La conséquence immédiate est que les impayés à l'endroit des seuls fournisseurs bloquants pour le seul CHU de Fort-de-France se sont élevés à 6,5 millions d'euros. Les carences importantes portent sur les produits de première nécessité et le matériel de base. C'est le patient qui en pâtit en dernier ressort. Pour l'anecdote, le manque de films spéciaux indispensables à la radiographie a provoqué, en ce début d'année, la suspension des mammographies à la Maison de la mère et de l'enfant, et les patients ont été orientés temporairement vers le privé.
Dans de telles conditions, la sonnette d'alarme déjà tirée à plusieurs reprises doit retentir une nouvelle fois.
Les causes de ces dégradations sont en effet bien connues. Elles ont pour nom : coût d'exploitation élevé ; surcoûts dus au stockage et à l'éloignement ; opérations lourdes, peu nombreuses mais très coûteuses ; pertes de recettes dues à la T2A ; surcoûts d'improductivité estimés à 17 % après audit ; créances irrécouvrables de 30 millions d'euros, etc.
À cela, il faut ajouter des retards en équipements à combler, de nouveaux défis à relever et la prise en compte des pathologies spécifiques. On pense à la mortalité périnatale, deux fois plus élevée qu'en métropole. On pense à la prévalence du diabète et de l'obésité et des maladies qui en découlent. On pense à la montée inquiétante de l'hypertension artérielle avec la cohorte de ses conséquences : l'infarctus, l'AVC, l'insuffisance rénale. On pense à la drépanocytose, à la polytoxicomanie, à la maladie d'Alzheimer et au vieillissement, déjà constaté, de la population. Il ne s'agit nullement d'assombrir le tableau mais de dresser un état des lieux le plus objectif et le plus exhaustif qui soit.

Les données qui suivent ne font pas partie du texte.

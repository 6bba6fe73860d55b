//! Command-line interface definition using clap.
//!
//! This module defines:
//! - [`Args`] - CLI argument structure (for use with clap)
//! - [`OutputFormat`] - Report format options
//! - [`DateOrderArg`] - How ambiguous dates are read
//!
//! Both enums convert into their library counterparts, so the CLI layer
//! stays a thin shell over [`crate::format`] and [`crate::parsing`].

use std::path::PathBuf;

use clap::{ArgAction, Parser, ValueEnum};

use crate::parsing::DateOrder;

/// Parse a WhatsApp chat export and print activity, word, emoji and
/// sentiment statistics.
#[derive(Parser, Debug, Clone)]
#[command(name = "chatstat")]
#[command(version, about, long_about = None)]
#[command(after_help = "EXAMPLES:
    chatstat \"WhatsApp Chat.txt\"
    chatstat chat.txt -f text
    chatstat chat.txt -o report.json --from 2024-01-01 --to 2024-06-30
    chatstat chat.txt -u Alice -f jsonl
    chatstat chat.txt --list-senders
    chatstat chat.txt --preview-csv messages.csv")]
pub struct Args {
    /// Path to the exported chat (.txt)
    pub input: PathBuf,

    /// Write the report to this file instead of stdout
    #[arg(short, long, value_name = "FILE")]
    pub output: Option<PathBuf>,

    /// Report format [default: from the output extension, else json]
    #[arg(short, long, value_enum)]
    pub format: Option<OutputFormat>,

    /// Only messages on or after this date (YYYY-MM-DD)
    #[arg(long, value_name = "DATE")]
    pub from: Option<String>,

    /// Only messages on or before this date (YYYY-MM-DD)
    #[arg(long, value_name = "DATE")]
    pub to: Option<String>,

    /// Sender to analyze, or "overall" for everyone
    #[arg(short, long, value_name = "USER", default_value = "overall")]
    pub user: String,

    /// Number of rows in the word frequency table
    #[arg(long, value_name = "N", default_value_t = 20)]
    pub top: usize,

    /// Stop-word list (whitespace separated)
    #[arg(long, value_name = "FILE")]
    pub stop_words: Option<PathBuf>,

    /// Emotion lexicon (JSON object of bucket -> emoji list)
    #[arg(long, value_name = "FILE")]
    pub emotions: Option<PathBuf>,

    /// Sentiment lexicon (token<TAB>valence lines)
    #[arg(long, value_name = "FILE")]
    pub sentiment_lexicon: Option<PathBuf>,

    /// How dates like 1/2/23 are read
    #[arg(long, value_enum, default_value = "auto")]
    pub date_order: DateOrderArg,

    /// Also write the selected messages as CSV
    #[arg(long, value_name = "FILE")]
    pub preview_csv: Option<PathBuf>,

    /// Print the sender list and exit
    #[arg(long)]
    pub list_senders: bool,

    /// Log more (-v debug, -vv trace); RUST_LOG overrides
    #[arg(short, long, action = ArgAction::Count)]
    pub verbose: u8,
}

/// Report format options.
///
/// # Example
///
/// ```rust
/// use chatstat::cli::OutputFormat;
///
/// let format = OutputFormat::Jsonl;
/// assert_eq!(format.extension(), "jsonl");
/// ```
#[derive(Debug, Clone, Copy, PartialEq, Eq, Hash, ValueEnum, Default)]
pub enum OutputFormat {
    /// Pretty-printed JSON object
    #[default]
    Json,

    /// One JSON table per line
    #[value(alias = "ndjson")]
    Jsonl,

    /// Plain-text summary
    #[value(alias = "txt")]
    Text,
}

impl OutputFormat {
    /// Returns the file extension for this format.
    pub fn extension(&self) -> &'static str {
        crate::format::OutputFormat::from(*self).extension()
    }
}

impl std::fmt::Display for OutputFormat {
    fn fmt(&self, f: &mut std::fmt::Formatter<'_>) -> std::fmt::Result {
        crate::format::OutputFormat::from(*self).fmt(f)
    }
}

impl From<OutputFormat> for crate::format::OutputFormat {
    fn from(format: OutputFormat) -> Self {
        match format {
            OutputFormat::Json => crate::format::OutputFormat::Json,
            OutputFormat::Jsonl => crate::format::OutputFormat::Jsonl,
            OutputFormat::Text => crate::format::OutputFormat::Text,
        }
    }
}

/// Date order options.
#[derive(Debug, Clone, Copy, PartialEq, Eq, Hash, ValueEnum, Default)]
pub enum DateOrderArg {
    /// Detect from the export
    #[default]
    Auto,
    /// D/M/Y
    DayFirst,
    /// M/D/Y
    MonthFirst,
}

impl From<DateOrderArg> for DateOrder {
    fn from(order: DateOrderArg) -> Self {
        match order {
            DateOrderArg::Auto => DateOrder::Auto,
            DateOrderArg::DayFirst => DateOrder::DayFirst,
            DateOrderArg::MonthFirst => DateOrder::MonthFirst,
        }
    }
}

Je ne peux terminer sans évoquer le secteur de la psychiatrie sur lequel je poserai ultérieurement une question particulière, compte tenu du temps qui m'est imparti aujourd'hui.

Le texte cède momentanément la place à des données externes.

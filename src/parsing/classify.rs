//! Splits the text after a record header into sender and body.

use super::whatsapp::contains_guard_phrase;

/// Longest sender name, in characters, accepted before `": "`.
pub const MAX_SENDER_CHARS: usize = 64;

/// A record's text split into sender and body.
#[derive(Debug, Clone, Copy, PartialEq, Eq)]
pub struct Classified<'a> {
    /// `None` for system notifications.
    pub sender: Option<&'a str>,
    /// The message text, possibly spanning several lines.
    pub body: &'a str,
}

impl Classified<'_> {
    /// Returns `true` if no sender could be resolved.
    pub fn is_notification(&self) -> bool {
        self.sender.is_none()
    }
}

/// Classifies the text that follows a record header.
///
/// Only the first line is searched for the `": "` separator, and only a
/// segment that looks like a name (non-empty, at most [`MAX_SENDER_CHARS`]
/// characters, no notification phrase) is accepted as the sender. A first
/// line of the form `"Alice:"` is a sender whose first line is empty.
/// Everything else is a notification with the whole text as body.
///
/// Trailing line terminators are removed from the body.
///
/// # Example
///
/// ```
/// use chatstat::parsing::classify;
///
/// let msg = classify("Alice: note: bring snacks\n");
/// assert_eq!(msg.sender, Some("Alice"));
/// assert_eq!(msg.body, "note: bring snacks");
///
/// let note = classify("Alice added Bob\n");
/// assert_eq!(note.sender, None);
/// assert_eq!(note.body, "Alice added Bob");
/// ```
pub fn classify(rest: &str) -> Classified<'_> {
    let rest = rest.trim_end_matches(['\r', '\n']);
    let first_line = rest
        .split('\n')
        .next()
        .unwrap_or_default()
        .trim_end_matches('\r');

    let split = match first_line.find(": ") {
        Some(pos) => Some((&rest[..pos], &rest[pos + 2..])),
        None => first_line
            .strip_suffix(':')
            .map(|name| (name, rest[first_line.len()..].trim_start_matches(['\r', '\n']))),
    };

    match split {
        Some((sender, body)) if is_sender_segment(sender) => Classified {
            sender: Some(sender.trim()),
            body,
        },
        _ => Classified {
            sender: None,
            body: rest,
        },
    }
}

fn is_sender_segment(segment: &str) -> bool {
    let trimmed = segment.trim();
    !trimmed.is_empty()
        && trimmed.chars().count() <= MAX_SENDER_CHARS
        && !contains_guard_phrase(segment)
}

#[cfg(test)]
mod tests {
    use super::*;

    #[test]
    fn test_user_message() {
        let msg = classify("Alice: hello 😀\n");
        assert_eq!(msg.sender, Some("Alice"));
        assert_eq!(msg.body, "hello 😀");
        assert!(!msg.is_notification());
    }

    #[test]
    fn test_only_first_separator_counts() {
        let msg = classify("Bob: time: 10:00: sharp\n");
        assert_eq!(msg.sender, Some("Bob"));
        assert_eq!(msg.body, "time: 10:00: sharp");
    }

    #[test]
    fn test_notification_without_separator() {
        let msg = classify("Alice created group \"Trip\"\n");
        assert_eq!(msg.sender, None);
        assert_eq!(msg.body, "Alice created group \"Trip\"");
        assert!(msg.is_notification());
    }

    #[test]
    fn test_notification_quoting_separator() {
        let msg = classify("Alice changed the subject from \"a\" to \"Plan: beach\"\n");
        assert_eq!(msg.sender, None);
        assert!(msg.body.starts_with("Alice changed the subject"));
    }

    #[test]
    fn test_separator_on_later_line_ignored() {
        let msg = classify("Bob left\nnote: nothing\n");
        assert_eq!(msg.sender, None);
        assert_eq!(msg.body, "Bob left\nnote: nothing");
    }

    #[test]
    fn test_multiline_body() {
        let msg = classify("Alice: line one\nline two\r\n");
        assert_eq!(msg.sender, Some("Alice"));
        assert_eq!(msg.body, "line one\nline two");
    }

    #[test]
    fn test_empty_body() {
        let msg = classify("Alice: \n");
        assert_eq!(msg.sender, Some("Alice"));
        assert_eq!(msg.body, "");

        let msg = classify("Alice:\n");
        assert_eq!(msg.sender, Some("Alice"));
        assert_eq!(msg.body, "");

        let msg = classify("");
        assert_eq!(msg.sender, None);
        assert_eq!(msg.body, "");
    }

    #[test]
    fn test_colon_line_with_continuation() {
        let msg = classify("Alice:\nsecond line\n");
        assert_eq!(msg.sender, Some("Alice"));
        assert_eq!(msg.body, "second line");
    }

    #[test]
    fn test_overlong_sender_rejected() {
        let long = "x".repeat(MAX_SENDER_CHARS + 1);
        let text = format!("{long}: hi");
        let msg = classify(&text);
        assert_eq!(msg.sender, None);
        assert_eq!(msg.body, text);
    }

    #[test]
    fn test_phone_number_sender() {
        let msg = classify("+1 555 0100: call me\n");
        assert_eq!(msg.sender, Some("+1 555 0100"));
        assert_eq!(msg.body, "call me");
    }

    #[test]
    fn test_sender_name_starting_with_verb_fragment() {
        let msg = classify("Ana Leftwich: hello there\n");
        assert_eq!(msg.sender, Some("Ana Leftwich"));
        assert_eq!(msg.body, "hello there");

        let msg = classify("Tom Leftover: yo\n");
        assert_eq!(msg.sender, Some("Tom Leftover"));
    }

    #[test]
    fn test_empty_first_line_has_no_sender() {
        let msg = classify("\nAlice: hello\n");
        assert_eq!(msg.sender, None);
        assert_eq!(msg.body, "\nAlice: hello");
    }

    #[test]
    fn test_media_sentinel_body() {
        let msg = classify("Bob: <Media omitted>\n");
        assert_eq!(msg.body, "<Media omitted>");
    }
}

Face à une telle situation, particulièrement difficile, Mme Roselyne Bachelot, alors ministre de la santé, présentait, en 2009, un plan spécifique dénommé Plan santé outre-mer. Ce plan préconise une carte sanitaire complètement reconfigurée.
Ce projet risque d'être compromis si certains préalables ne sont pas traités : résorption des déficits dont je viens de parler ; financement des créances irrécouvrables grevant la trésorerie des établissements ; élargissement et financement des missions d'intérêt général et spécifiques pour les activités médicales coûteuses et nécessairement déficitaires compte tenu de la taille de la population ; révision du coefficient géographique de 25 % à 28 %, cette revalorisation étant destinée à compenser les surcoûts réels observés en Martinique après calculs sur place ; concertation fructueuse avec le personnel hospitalier toutes catégories confondues.
En conclusion, l'hôpital public n'est-il pas la clef de voûte du système de santé ? Sa mission n'est-elle pas d'assurer, avant tout, l'égalité d'accès aux soins pour tous ? Sa réorganisation pour rendre cette mission encore plus efficace ne doit-elle pas se faire sans casses inutiles, madame la secrétaire d'État ? (Applaudissements sur les bancs des groupes GDR et SRC.)